Mary Lou Rath (née Schmitt) (born June 17, 1934) is an American politician who served as a member of New York State Senate from 1993 to 2008. A Republican, she represented the state's 61st district, which consisted of parts of Erie County and all of Genesee County.

== Early life and education ==
Rath was born in Kenmore, New York to Aloysius Casper "Lloyd" Schmitt and Margaret M. Cassidy. Her parents divorced and Rath's mother remarried to George Louis Whetzle. She attended the University at Buffalo before earning a Bachelor of Science degree from the Buffalo State Teacher's College (now Buffalo State College).

== Career ==
She was elected to the Senate in a special election in November 1993 after serving as a member of the Erie County Legislature from 1978 to 1993. During her final four years in the County Legislature, she served as the Minority Leader of the Legislature.

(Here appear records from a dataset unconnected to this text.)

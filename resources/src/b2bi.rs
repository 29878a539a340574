//! AWS B2B Data Interchange: trading partner profiles, EDI transformers and
//! the capabilities and partnerships tying them together.

use crate::tag::Tag;
use stratus_template::{Properties, Resolvable};

/// Amazon S3 file location, identified by bucket and key
#[derive(Debug, Clone, Default, PartialEq, Properties)]
pub struct S3Location {
    pub bucket_name: Option<Resolvable<String>>,
    pub key: Option<Resolvable<String>>,
}

impl S3Location {
    pub fn new(bucket_name: impl Into<Resolvable<String>>, key: impl Into<Resolvable<String>>) -> Self {
        S3Location {
            bucket_name: Some(bucket_name.into()),
            key: Some(key.into()),
        }
    }
}

/// X12 transaction set and its version, e.g. `X12_110` and `VERSION_4010`
#[derive(Debug, Clone, Default, PartialEq, Properties)]
pub struct X12Details {
    pub transaction_set: Option<String>,
    pub version: Option<String>,
}

/// EDI standard in use, X12 is the only one supported
#[derive(Debug, Clone, Default, PartialEq, Properties)]
pub struct EdiType {
    pub x12_details: X12Details,
}

#[derive(Debug, Clone, Default, PartialEq, Properties)]
pub struct EdiConfiguration {
    pub input_location: S3Location,
    pub output_location: S3Location,
    pub transformer_id: Resolvable<String>,
    pub r#type: EdiType,
}

#[derive(Debug, Clone, Default, PartialEq, Properties)]
pub struct CapabilityConfiguration {
    pub edi: EdiConfiguration,
}

#[derive(Debug, Clone, Default, PartialEq, Properties)]
#[cfn(resource = "AWS::B2BI::Capability")]
pub struct Capability {
    pub configuration: CapabilityConfiguration,
    pub name: String,
    /// Only `edi` is accepted
    pub r#type: String,
    pub instructions_documents: Option<Vec<S3Location>>,
    pub tags: Option<Vec<Tag>>,
}

#[derive(Debug, Clone, Default, PartialEq, Properties)]
#[cfn(resource = "AWS::B2BI::Profile")]
pub struct Profile {
    pub business_name: String,
    /// `ENABLED` or `DISABLED`
    pub logging: String,
    pub name: String,
    pub phone: String,
    pub email: Option<String>,
    pub tags: Option<Vec<Tag>>,
}

#[derive(Debug, Clone, Default, PartialEq, Properties)]
#[cfn(resource = "AWS::B2BI::Partnership")]
pub struct Partnership {
    pub email: String,
    pub name: String,
    pub profile_id: Resolvable<String>,
    pub capabilities: Option<Vec<Resolvable<String>>>,
    pub phone: Option<String>,
    pub tags: Option<Vec<Tag>>,
}

#[derive(Debug, Clone, Default, PartialEq, Properties)]
#[cfn(resource = "AWS::B2BI::Transformer")]
pub struct Transformer {
    pub edi_type: EdiType,
    /// `JSON` or `XML`
    pub file_format: String,
    pub mapping_template: String,
    pub name: String,
    /// `active` or `inactive`
    pub status: String,
    pub sample_document: Option<String>,
    pub tags: Option<Vec<Tag>>,
}

#[cfg(test)]
mod tests {
    use super::*;
    use serde_json::{json, Value};
    use stratus_template::{Intrinsic, Resource, ValidationError};

    fn capability() -> Capability {
        Capability {
            configuration: CapabilityConfiguration {
                edi: EdiConfiguration {
                    input_location: S3Location::new("edi-input", "inbound/"),
                    output_location: S3Location::new("edi-output", "outbound/"),
                    transformer_id: Intrinsic::get_att("Transformer", "TransformerId").into(),
                    r#type: EdiType {
                        x12_details: X12Details {
                            transaction_set: Some("X12_110".into()),
                            version: Some("VERSION_4010".into()),
                        },
                    },
                },
            },
            name: "edi-capability".into(),
            r#type: "edi".into(),
            ..Default::default()
        }
    }

    #[test]
    fn test_capability() {
        let mapping = capability().declare().serialize().unwrap();

        assert_eq!(
            Value::Object(mapping),
            json!({
                "Configuration": {
                    "Edi": {
                        "InputLocation": { "BucketName": "edi-input", "Key": "inbound/" },
                        "OutputLocation": { "BucketName": "edi-output", "Key": "outbound/" },
                        "TransformerId": { "Fn::GetAtt": ["Transformer", "TransformerId"] },
                        "Type": {
                            "X12Details": { "TransactionSet": "X12_110", "Version": "VERSION_4010" }
                        }
                    }
                },
                "Name": "edi-capability",
                "Type": "edi"
            })
        );
    }

    #[test]
    fn test_instructions_documents_keep_order() {
        let documents = vec![
            S3Location::new("docs", "first.json"),
            S3Location {
                bucket_name: Some("docs".into()),
                key: None,
            },
        ];

        let capability = Capability {
            instructions_documents: Some(documents),
            ..capability()
        };

        let mapping = capability.declare().serialize().unwrap();

        assert_eq!(
            mapping["InstructionsDocuments"],
            json!([{ "BucketName": "docs", "Key": "first.json" }, { "BucketName": "docs" }])
        );
    }

    #[test]
    fn test_profile_requires_phone() {
        let profile = Profile {
            business_name: "Example Corp".into(),
            logging: "ENABLED".into(),
            name: "example".into(),
            phone: String::new(),
            ..Default::default()
        };

        // An empty string is still a bound value
        assert!(profile.declare().serialize().is_ok());

        let mut decl = profile.declare();
        decl.set("Phone", Intrinsic::reference("Phone")).unwrap();
        assert!(decl.serialize().is_ok());

        let mut properties = profile.properties();
        properties.unset("Phone").unwrap();

        assert_eq!(
            stratus_template::ResourceDeclaration::new(Profile::RESOURCE_TYPE, properties)
                .serialize()
                .unwrap_err(),
            ValidationError::MissingProperty {
                path: "Phone".into()
            }
        );
    }
}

In January 2007, she was appointed to the post of deputy majority leader for state/federal relations, making her the only woman in the Senate Republican leadership. She announced her retirement in 2008 and was succeeded by Erie County Legislator Michael Ranzenhofer. Ranzenhofer had also succeeded Senator Rath as Minority Leader of the Erie County Legislature when Senator Rath stepped down to become a state senator.

During her service in the Senate, Rath served at different times as chairwoman of the Tourism, Recreation and Sports Development Committee, chairwoman of the Children and Families Committee and as chairwoman of the Local Government Committee.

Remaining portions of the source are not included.